= Input =
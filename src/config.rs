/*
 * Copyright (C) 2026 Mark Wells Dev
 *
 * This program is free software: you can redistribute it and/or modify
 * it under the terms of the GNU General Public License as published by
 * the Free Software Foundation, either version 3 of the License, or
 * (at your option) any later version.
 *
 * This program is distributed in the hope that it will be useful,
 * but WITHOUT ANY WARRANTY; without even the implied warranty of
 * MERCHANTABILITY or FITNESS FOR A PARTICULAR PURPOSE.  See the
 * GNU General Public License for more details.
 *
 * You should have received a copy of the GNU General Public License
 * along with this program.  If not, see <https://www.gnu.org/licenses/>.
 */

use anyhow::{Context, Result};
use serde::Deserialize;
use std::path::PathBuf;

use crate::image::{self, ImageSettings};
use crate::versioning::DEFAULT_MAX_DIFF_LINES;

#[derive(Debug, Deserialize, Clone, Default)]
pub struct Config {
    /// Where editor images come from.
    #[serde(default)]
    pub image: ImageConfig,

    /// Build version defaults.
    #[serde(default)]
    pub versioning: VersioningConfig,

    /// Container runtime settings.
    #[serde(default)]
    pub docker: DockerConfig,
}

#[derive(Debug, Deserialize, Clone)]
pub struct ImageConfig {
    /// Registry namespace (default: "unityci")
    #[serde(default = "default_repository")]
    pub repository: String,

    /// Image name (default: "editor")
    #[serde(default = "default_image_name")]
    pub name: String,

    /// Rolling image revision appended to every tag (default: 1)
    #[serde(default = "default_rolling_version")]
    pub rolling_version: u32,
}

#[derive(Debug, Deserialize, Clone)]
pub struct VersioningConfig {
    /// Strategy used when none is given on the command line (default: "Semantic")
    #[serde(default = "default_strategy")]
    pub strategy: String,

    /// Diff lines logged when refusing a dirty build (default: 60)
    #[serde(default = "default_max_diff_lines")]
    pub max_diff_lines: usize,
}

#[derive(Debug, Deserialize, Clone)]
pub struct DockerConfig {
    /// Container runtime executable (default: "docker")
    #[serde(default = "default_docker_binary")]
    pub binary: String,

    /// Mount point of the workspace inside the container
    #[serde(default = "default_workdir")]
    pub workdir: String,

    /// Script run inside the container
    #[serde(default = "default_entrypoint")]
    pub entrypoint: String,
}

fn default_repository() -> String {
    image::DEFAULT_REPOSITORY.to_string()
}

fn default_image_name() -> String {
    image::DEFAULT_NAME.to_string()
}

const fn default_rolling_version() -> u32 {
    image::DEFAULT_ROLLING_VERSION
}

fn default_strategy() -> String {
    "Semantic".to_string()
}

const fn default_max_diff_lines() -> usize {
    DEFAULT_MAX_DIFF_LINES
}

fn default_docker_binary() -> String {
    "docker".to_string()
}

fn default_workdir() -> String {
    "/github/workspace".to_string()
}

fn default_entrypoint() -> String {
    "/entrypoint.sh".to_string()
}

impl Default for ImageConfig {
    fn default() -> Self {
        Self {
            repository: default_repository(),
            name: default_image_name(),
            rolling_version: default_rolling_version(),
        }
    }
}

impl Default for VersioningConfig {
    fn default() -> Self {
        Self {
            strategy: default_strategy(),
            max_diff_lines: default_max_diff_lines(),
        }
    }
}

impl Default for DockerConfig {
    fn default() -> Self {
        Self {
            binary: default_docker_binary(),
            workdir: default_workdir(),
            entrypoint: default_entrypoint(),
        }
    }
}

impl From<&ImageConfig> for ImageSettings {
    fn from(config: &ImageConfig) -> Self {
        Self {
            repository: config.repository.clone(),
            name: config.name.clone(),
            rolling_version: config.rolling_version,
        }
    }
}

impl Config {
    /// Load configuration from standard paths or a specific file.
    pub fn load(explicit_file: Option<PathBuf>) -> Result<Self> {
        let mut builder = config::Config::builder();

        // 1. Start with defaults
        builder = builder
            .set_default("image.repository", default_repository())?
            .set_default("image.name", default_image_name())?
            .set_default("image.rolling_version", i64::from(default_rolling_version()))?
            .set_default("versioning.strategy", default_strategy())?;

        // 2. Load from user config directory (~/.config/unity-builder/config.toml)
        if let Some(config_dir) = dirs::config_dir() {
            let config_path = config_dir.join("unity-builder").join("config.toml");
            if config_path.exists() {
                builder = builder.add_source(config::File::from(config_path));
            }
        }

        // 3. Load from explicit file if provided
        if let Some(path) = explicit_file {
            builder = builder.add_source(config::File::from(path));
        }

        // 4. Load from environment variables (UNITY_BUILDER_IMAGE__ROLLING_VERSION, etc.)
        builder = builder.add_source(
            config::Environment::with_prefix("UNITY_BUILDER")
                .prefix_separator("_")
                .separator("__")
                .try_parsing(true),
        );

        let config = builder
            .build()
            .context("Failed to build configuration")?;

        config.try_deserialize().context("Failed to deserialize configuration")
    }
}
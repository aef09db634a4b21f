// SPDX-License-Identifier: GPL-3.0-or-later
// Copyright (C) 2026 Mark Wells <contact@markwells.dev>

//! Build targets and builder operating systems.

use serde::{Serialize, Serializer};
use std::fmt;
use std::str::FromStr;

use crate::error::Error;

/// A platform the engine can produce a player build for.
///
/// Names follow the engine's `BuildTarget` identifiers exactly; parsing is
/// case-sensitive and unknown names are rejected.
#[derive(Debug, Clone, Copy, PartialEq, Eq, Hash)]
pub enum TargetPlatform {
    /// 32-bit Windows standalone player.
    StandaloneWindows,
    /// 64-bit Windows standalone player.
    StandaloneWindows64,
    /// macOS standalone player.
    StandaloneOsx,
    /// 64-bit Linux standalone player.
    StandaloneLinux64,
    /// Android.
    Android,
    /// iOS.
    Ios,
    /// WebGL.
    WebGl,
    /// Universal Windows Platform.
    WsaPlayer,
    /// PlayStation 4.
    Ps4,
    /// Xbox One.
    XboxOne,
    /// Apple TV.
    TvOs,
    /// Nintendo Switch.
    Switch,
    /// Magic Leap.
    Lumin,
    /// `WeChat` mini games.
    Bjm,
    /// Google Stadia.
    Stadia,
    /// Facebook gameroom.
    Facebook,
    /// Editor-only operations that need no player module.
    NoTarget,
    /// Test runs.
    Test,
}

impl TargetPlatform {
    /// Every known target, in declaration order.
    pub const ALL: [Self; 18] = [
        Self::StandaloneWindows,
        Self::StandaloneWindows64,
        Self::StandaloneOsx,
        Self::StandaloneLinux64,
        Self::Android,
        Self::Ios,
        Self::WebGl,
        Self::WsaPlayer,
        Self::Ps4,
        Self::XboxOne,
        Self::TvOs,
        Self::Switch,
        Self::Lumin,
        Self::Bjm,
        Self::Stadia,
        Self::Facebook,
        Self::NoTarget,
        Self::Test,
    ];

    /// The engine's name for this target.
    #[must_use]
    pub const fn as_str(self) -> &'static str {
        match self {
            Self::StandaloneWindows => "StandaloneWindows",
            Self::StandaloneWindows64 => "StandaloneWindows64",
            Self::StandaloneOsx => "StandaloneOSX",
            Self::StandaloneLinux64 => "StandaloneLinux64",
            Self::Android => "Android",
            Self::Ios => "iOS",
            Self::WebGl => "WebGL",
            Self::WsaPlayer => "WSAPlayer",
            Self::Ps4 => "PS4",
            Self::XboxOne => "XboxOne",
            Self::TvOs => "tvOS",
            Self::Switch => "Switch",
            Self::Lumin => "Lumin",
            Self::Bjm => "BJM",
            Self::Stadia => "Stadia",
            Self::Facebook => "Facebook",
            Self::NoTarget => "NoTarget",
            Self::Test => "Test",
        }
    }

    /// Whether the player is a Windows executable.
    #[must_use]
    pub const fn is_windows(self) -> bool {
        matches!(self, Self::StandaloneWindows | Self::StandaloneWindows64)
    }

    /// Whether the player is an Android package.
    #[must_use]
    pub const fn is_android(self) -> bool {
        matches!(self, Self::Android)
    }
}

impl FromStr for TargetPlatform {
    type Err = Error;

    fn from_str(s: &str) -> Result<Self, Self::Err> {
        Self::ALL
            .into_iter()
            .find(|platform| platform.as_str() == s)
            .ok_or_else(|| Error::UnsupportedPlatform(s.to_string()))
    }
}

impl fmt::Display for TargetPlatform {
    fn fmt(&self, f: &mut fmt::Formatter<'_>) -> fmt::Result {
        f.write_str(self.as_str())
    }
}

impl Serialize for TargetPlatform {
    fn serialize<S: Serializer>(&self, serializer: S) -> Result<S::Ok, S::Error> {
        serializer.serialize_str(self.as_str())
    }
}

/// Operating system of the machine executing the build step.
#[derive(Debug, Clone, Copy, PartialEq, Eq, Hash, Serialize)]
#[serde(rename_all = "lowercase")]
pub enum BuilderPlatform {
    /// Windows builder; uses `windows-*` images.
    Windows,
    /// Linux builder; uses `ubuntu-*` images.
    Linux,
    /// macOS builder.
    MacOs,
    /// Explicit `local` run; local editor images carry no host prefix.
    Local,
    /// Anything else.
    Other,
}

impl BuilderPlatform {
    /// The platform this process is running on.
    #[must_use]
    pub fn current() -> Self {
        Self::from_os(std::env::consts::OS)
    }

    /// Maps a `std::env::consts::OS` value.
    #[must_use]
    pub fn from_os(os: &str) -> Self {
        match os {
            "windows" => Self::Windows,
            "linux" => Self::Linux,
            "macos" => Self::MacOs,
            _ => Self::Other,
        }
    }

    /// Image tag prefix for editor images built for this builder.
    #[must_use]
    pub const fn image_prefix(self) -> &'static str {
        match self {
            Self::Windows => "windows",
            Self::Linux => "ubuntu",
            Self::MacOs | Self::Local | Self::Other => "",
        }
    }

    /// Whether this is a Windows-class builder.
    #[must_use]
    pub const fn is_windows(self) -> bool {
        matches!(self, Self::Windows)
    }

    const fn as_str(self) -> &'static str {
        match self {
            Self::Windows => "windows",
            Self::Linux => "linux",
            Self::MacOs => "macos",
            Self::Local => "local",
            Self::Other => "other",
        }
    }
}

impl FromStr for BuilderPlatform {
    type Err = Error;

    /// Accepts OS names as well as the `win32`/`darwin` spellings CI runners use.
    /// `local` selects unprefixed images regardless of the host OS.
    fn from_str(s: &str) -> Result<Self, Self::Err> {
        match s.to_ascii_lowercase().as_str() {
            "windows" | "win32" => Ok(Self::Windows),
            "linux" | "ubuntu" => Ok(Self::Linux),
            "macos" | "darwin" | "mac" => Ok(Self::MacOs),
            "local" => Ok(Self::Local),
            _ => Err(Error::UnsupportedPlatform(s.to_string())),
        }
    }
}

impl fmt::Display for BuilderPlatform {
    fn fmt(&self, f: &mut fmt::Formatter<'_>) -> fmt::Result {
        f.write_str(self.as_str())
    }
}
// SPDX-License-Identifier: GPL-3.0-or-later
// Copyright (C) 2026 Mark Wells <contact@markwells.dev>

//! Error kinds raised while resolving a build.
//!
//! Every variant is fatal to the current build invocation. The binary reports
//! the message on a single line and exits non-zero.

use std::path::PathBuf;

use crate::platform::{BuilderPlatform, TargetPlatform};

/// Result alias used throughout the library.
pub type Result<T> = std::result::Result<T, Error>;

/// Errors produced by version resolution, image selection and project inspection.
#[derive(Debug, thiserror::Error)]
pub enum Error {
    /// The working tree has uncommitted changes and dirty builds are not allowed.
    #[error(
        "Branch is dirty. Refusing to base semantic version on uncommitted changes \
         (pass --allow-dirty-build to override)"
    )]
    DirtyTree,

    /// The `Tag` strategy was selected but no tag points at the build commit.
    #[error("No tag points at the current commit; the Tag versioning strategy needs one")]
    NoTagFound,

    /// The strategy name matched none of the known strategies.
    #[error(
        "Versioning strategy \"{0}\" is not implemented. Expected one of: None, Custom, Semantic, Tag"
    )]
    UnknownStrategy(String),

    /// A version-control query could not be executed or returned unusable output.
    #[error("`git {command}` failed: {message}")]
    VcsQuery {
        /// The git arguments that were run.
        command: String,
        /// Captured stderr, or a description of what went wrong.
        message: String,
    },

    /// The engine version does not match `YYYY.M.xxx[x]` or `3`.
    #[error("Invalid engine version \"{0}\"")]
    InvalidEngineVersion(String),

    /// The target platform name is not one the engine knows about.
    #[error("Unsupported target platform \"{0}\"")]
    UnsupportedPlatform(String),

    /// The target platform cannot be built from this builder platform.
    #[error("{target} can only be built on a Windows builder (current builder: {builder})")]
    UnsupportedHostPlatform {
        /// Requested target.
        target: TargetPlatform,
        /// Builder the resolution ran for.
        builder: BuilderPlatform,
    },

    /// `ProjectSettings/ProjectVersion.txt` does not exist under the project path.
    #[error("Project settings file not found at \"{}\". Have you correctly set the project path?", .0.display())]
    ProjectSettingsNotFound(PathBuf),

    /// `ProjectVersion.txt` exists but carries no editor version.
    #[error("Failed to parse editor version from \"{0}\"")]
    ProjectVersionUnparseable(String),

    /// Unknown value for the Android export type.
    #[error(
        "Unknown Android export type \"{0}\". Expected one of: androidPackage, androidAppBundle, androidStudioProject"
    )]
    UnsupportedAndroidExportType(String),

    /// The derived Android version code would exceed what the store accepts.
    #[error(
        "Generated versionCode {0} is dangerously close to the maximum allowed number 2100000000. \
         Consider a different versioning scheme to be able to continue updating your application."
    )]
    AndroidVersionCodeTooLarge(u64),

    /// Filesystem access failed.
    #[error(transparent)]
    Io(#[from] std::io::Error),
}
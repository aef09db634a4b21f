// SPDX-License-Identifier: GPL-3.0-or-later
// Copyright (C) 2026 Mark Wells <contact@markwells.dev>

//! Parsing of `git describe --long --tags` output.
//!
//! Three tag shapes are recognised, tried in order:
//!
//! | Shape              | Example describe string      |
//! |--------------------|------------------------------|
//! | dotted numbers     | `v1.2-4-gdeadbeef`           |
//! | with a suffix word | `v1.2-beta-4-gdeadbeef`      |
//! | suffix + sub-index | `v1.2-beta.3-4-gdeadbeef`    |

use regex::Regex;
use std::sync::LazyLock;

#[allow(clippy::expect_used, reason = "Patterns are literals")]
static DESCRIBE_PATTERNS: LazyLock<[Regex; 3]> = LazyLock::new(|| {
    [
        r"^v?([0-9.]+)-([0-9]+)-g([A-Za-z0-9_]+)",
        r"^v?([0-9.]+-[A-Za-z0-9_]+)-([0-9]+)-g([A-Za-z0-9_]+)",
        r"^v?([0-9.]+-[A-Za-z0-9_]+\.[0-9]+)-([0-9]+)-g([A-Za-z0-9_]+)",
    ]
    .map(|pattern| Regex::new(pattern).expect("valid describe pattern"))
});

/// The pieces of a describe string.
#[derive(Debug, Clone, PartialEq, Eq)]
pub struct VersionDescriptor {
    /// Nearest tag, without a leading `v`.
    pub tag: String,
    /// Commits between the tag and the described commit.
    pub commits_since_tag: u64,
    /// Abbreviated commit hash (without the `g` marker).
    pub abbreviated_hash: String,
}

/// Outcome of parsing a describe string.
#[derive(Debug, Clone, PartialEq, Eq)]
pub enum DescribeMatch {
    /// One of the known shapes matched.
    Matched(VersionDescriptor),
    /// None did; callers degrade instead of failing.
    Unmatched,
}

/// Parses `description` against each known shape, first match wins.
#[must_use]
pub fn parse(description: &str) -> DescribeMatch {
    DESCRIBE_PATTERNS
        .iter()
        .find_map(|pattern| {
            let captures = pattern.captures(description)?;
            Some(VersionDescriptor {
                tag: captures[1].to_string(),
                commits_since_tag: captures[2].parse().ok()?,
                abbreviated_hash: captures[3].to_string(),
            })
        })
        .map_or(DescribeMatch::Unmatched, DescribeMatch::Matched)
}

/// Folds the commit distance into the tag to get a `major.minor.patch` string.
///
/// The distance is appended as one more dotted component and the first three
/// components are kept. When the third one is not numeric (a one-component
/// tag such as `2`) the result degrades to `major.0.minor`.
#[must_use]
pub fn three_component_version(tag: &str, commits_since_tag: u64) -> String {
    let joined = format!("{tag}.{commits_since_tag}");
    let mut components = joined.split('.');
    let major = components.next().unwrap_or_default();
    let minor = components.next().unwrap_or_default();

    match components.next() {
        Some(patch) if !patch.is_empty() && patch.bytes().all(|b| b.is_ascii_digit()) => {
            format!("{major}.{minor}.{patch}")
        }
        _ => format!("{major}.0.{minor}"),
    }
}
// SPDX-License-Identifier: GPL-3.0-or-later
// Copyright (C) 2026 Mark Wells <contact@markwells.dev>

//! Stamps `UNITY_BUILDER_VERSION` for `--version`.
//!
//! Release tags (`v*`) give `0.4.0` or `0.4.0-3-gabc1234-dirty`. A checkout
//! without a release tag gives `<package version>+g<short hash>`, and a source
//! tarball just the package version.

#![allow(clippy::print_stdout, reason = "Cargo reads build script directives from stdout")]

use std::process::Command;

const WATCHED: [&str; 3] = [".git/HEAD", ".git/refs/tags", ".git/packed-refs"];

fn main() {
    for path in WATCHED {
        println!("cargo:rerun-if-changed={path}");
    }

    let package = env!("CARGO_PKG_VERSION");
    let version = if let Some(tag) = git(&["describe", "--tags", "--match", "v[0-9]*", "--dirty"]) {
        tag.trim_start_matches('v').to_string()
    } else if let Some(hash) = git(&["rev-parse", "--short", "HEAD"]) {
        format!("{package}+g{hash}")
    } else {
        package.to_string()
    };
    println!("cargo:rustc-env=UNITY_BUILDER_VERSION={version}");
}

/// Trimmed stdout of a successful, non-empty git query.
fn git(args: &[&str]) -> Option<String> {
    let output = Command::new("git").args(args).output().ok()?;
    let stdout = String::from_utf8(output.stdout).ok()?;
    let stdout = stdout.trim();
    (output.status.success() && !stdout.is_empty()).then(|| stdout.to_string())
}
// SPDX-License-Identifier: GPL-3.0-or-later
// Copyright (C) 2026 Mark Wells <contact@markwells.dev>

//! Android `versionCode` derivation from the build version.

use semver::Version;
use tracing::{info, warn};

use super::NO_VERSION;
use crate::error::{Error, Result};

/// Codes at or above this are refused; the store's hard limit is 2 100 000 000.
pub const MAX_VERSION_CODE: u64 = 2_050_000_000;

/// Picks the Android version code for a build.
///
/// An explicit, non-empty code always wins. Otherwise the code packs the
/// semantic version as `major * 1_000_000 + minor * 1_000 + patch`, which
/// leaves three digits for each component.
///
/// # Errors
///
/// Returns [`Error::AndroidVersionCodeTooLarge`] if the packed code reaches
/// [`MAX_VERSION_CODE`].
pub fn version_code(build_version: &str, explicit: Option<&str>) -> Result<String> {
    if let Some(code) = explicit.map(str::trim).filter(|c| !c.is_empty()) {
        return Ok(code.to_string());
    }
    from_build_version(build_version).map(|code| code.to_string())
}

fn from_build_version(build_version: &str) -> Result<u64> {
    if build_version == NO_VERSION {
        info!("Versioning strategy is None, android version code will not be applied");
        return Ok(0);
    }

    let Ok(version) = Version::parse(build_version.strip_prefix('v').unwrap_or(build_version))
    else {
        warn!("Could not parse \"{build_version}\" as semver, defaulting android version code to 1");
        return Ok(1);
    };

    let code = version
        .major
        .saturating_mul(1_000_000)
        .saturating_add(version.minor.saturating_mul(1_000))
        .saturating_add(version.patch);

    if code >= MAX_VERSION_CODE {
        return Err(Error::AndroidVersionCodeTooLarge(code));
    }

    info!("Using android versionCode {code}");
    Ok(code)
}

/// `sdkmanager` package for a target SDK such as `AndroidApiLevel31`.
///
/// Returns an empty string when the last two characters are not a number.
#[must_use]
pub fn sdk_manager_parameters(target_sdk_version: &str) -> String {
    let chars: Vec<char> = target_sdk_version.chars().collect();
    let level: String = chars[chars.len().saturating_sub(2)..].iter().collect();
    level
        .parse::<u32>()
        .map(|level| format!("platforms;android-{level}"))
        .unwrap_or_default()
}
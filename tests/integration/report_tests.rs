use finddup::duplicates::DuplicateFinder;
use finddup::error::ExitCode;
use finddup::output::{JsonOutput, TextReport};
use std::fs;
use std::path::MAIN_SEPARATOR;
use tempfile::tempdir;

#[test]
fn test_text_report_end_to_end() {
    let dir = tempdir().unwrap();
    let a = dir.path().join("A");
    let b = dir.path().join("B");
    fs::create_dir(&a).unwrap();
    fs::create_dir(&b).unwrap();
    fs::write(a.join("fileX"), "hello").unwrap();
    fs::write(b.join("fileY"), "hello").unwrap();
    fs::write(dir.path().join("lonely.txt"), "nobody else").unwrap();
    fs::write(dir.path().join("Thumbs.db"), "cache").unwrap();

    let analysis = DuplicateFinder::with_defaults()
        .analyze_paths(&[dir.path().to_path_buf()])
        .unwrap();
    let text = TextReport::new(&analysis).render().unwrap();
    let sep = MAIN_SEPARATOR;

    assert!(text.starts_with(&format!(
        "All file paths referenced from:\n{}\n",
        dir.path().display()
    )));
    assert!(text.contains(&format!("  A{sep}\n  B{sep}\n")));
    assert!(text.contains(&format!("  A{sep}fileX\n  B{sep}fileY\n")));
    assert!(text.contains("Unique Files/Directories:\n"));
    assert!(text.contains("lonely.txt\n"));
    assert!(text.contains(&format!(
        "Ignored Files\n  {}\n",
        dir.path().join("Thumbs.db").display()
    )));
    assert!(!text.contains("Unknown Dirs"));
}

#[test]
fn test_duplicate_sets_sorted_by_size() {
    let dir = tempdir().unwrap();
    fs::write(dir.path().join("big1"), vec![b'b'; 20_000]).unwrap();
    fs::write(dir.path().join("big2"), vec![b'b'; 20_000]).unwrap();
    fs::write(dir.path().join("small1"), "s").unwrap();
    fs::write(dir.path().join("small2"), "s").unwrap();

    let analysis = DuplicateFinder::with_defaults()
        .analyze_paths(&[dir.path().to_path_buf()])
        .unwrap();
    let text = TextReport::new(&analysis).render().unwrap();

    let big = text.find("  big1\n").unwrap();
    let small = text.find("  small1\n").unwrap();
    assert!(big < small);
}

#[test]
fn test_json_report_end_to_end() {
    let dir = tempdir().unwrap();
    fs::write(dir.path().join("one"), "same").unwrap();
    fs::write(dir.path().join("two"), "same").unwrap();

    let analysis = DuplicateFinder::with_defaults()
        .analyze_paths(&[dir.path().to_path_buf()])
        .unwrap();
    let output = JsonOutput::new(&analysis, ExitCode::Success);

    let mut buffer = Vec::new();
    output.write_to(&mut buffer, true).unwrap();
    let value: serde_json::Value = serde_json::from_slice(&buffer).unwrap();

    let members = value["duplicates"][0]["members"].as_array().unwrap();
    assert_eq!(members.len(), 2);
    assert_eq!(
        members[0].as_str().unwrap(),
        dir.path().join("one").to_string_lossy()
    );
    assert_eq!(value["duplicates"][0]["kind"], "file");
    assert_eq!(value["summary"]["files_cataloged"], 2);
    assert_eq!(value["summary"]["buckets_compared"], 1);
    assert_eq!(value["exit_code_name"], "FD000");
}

= Exercise requirements =
In the listing above, locate the line containing "are not allowed." and the line containing "this builder platform.". Transcribe those two lines and everything between them, exactly as written.

= Result of this task =
    /// The working tree has uncommitted changes and dirty builds are not allowed.
    #[error(
        "Branch is dirty. Refusing to base semantic version on uncommitted changes \
         (pass --allow-dirty-build to override)"
    )]
    DirtyTree,

    /// The `Tag` strategy was selected but no tag points at the build commit.
    #[error("No tag points at the current commit; the Tag versioning strategy needs one")]
    NoTagFound,

    /// The strategy name matched none of the known strategies.
    #[error(
        "Versioning strategy \"{0}\" is not implemented. Expected one of: None, Custom, Semantic, Tag"
    )]
    UnknownStrategy(String),

    /// A version-control query could not be executed or returned unusable output.
    #[error("`git {command}` failed: {message}")]
    VcsQuery {
        /// The git arguments that were run.
        command: String,
        /// Captured stderr, or a description of what went wrong.
        message: String,
    },

    /// The engine version does not match `YYYY.M.xxx[x]` or `3`.
    #[error("Invalid engine version \"{0}\"")]
    InvalidEngineVersion(String),

    /// The target platform name is not one the engine knows about.
    #[error("Unsupported target platform \"{0}\"")]
    UnsupportedPlatform(String),

    /// The target platform cannot be built from this builder platform.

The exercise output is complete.